• Records to process:
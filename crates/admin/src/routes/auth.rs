//! Admin authentication route handlers.

use axum::{Json, extract::State};
use serde::Deserialize;
use serde_json::{Value, json};
use tower_sessions::Session;
use tracing::instrument;

use crate::error::{AdminError, Result, clear_sentry_user, set_sentry_user};
use crate::middleware::{RequireAdmin, clear_current_admin, set_current_admin};
use crate::models::CurrentAdmin;
use crate::services::auth::{AuthError, AuthService};
use crate::state::AppState;

/// Login payload.
#[derive(Debug, Deserialize)]
pub struct LoginRequest {
    pub email: String,
    pub password: String,
}

impl From<AuthError> for AdminError {
    fn from(err: AuthError) -> Self {
        match err {
            AuthError::InvalidCredentials => Self::Unauthorized("Invalid credentials".to_owned()),
            AuthError::InvalidEmail(_) => Self::BadRequest("Invalid email address".to_owned()),
            AuthError::InvalidInput(msg) => Self::BadRequest(msg),
            AuthError::AccountAlreadyExists => {
                Self::Conflict("An account with this email already exists".to_owned())
            }
            AuthError::Repository(e) => Self::Database(e),
            AuthError::PasswordHash => Self::Internal("password hashing failed".to_owned()),
        }
    }
}

/// POST /auth/login
#[instrument(skip(state, session, request), fields(email = %request.email))]
pub async fn login(
    State(state): State<AppState>,
    session: Session,
    Json(request): Json<LoginRequest>,
) -> Result<Json<Value>> {
    let auth = AuthService::new(state.admin_pool());
    let admin = auth.login(&request.email, &request.password).await?;

    // Rotate the session ID on privilege change
    session
        .cycle_id()
        .await
        .map_err(|e| AdminError::Internal(format!("failed to cycle session: {e}")))?;

    let current = CurrentAdmin {
        id: admin.id,
        email: admin.email.clone(),
        name: admin.name.clone(),
        role: admin.role,
    };
    set_current_admin(&session, &current)
        .await
        .map_err(|e| AdminError::Internal(format!("failed to write session: {e}")))?;
    set_sentry_user(&admin.id, Some(admin.email.as_str()));

    tracing::info!(admin_id = %admin.id, role = %admin.role, "admin logged in");

    Ok(Json(json!({ "admin": admin })))
}

/// POST /auth/logout
#[instrument(skip(session))]
pub async fn logout(session: Session) -> Result<Json<Value>> {
    clear_current_admin(&session)
        .await
        .map_err(|e| AdminError::Internal(format!("failed to clear session: {e}")))?;
    clear_sentry_user();

    Ok(Json(json!({ "ok": true })))
}

/// GET /auth/me
#[instrument(skip(state))]
pub async fn me(
    State(state): State<AppState>,
    RequireAdmin(current): RequireAdmin,
) -> Result<Json<Value>> {
    let repo = crate::db::AdminUserRepository::new(state.admin_pool());
    let admin = repo
        .get_by_id(current.id)
        .await?
        .ok_or_else(|| AdminError::Unauthorized("account no longer exists".to_owned()))?;

    Ok(Json(json!({ "admin": admin })))
}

• Task to carry out: What lines in the listing above hold the string "LoginRequest"? List them.

• Response:
pub struct LoginRequest {
    Json(request): Json<LoginRequest>,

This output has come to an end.